A year ago we broke the news that payment giant Stripe was quietly making its first move into business finance by testing a service for advancing cash to existing customers. Now, nearly 12 months on to the day, the company is finally unveiling an official product: today, starting first in the U.S., it is launching Stripe Capital, a service for advancing cash to customers that in turn gets repaid out of their future sales made through Stripe’s payment platform, with loan amounts and repayments based on the customer’s transaction activity on Stripe itself.
The launch of Stripe Capital is coming at a key time for the company: We understand that Stripe is gearing up for a bigger push to diversify into other financial services, specifically with the launch of its first business credit card product (akin to Brex, from what we understand). The company is holding its Sessions user conference in San Francisco next week, which is likely to bring more product news.
Stripe Capital is being made available both to direct customers of Stripe’s, and to business customers of platforms and marketplaces that use Stripe Connect. (In other words, the platform and marketplace customers will have access to Stripe Capital themselves, and they in turn can also offer Stripe Capital-based cash advances to their customers.)
In an interview, Stripe co-founder and president John Collison noted that the financing for cash advances in both cases was coming via a single banking partner that the company was not making public at this time.
Although loans can potentially stretch into six-figures (no specific limit has been set), he added that Stripe expects the typical amount — based on financing issued so far — to be more in the region of $10,000-$20,000.
As with credit cards, the idea behind Stripe Capital is to give the company’s customers quick (next-day) access to funds to help both with daily liquidity as well as to invest in growth.
Cash advances more generally have been a lucrative area for competitors like PayPal and Square, which have used the service to complement their payments businesses, provide more touch points to customers and diversify revenue streams. (And more competitors are coming around the corner: Kabbage, which makes loans to small businesses, is moving into payments.)
Square in its last quarterly earnings report noted that Square Capital facilitated 78,000 loans totaling $528 million, up 36% over the year before, and that it had overall loaned more than $5 billion across 800,000 loans since the service launched in May 2014. (Indeed, it looks like Square Capital will stick around for a fair bit longer than other business forays, such as Square’s move into food delivery, with Caviar now sold off to DoorDash.)
Stripe is best known for its slick payments platform — by way of a simple API, e-commerce and other businesses can integrate the ability to take payments into a site or an app. That service has helped to catapult the startup from more modest beginnings to a valuation of $22.5 billion earlier this year.
But as it continues to grow and possibly(?) inch closer to a potential public listing — zero comment on that front from Collison this week — it has gradually been diversifying its business, offering companies, for example, incorporation services, fraud management and more. Stripe Capital has something in common with the fraud protection: it’s building on Stripe’s big data analytics and algorithms to intelligently deduce who might be ripe to take a loan, and how much that customer might be able to pay back.

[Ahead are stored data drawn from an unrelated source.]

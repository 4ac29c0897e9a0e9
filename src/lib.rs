// SPDX-License-Identifier: MIT
// SPDX-FileCopyrightText: 2025-2026 natyamatsya contributors
//
// Shared-memory mesh IPC over the cortez_tunnel character device: ring
// buffered channels with transactional and zero-copy writes, futex-backed
// blocking reads, stale-owner recovery, and a peer-discovery mesh built on
// top of per-process inbox channels.
//
// Linux only: the segment transport is a custom kernel char device, and
// blocking reads use a raw `futex(2)`, neither of which have portable
// equivalents.

#![cfg(target_os = "linux")]

pub mod error;
pub use error::{CortezError, LastError, Result};

mod device;
mod futex;
mod spin;

pub mod channel_name;

pub mod frame;
pub use frame::{Timestamp, MSG_GOODBYE, MSG_HEARTBEAT, MSG_REGISTER, MSG_USER_START};

pub mod channel;
pub use channel::{Channel, ChannelOptions, ChannelStats, CreatePolicy, Message, WriteTx, ZcWriteHandle};

pub mod mesh;
pub use mesh::{Mesh, MeshOptions, PeerInfo};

Stripe and companies like it — startups that are disrupting financial services — are also making this move for another reason. More traditional banks are apparently lending less and less money to small businesses, with Stripe claiming that the amount loaned in the last decade declining by half. Tapping into their trove of customer data and systems that are already tightly integrated with their customers’ finances, Stripe is not only stepping in to provide loans, but to do so in a more efficient way than the banks do.
“We use our data to underwrite the loans,” Collison said. “In the past you had to wait weeks or months while a loan officer reviewed an application, but we can see a customer’s historical performance on Stripe and apply our machine learning models to do the work, analysing with no human intervention.”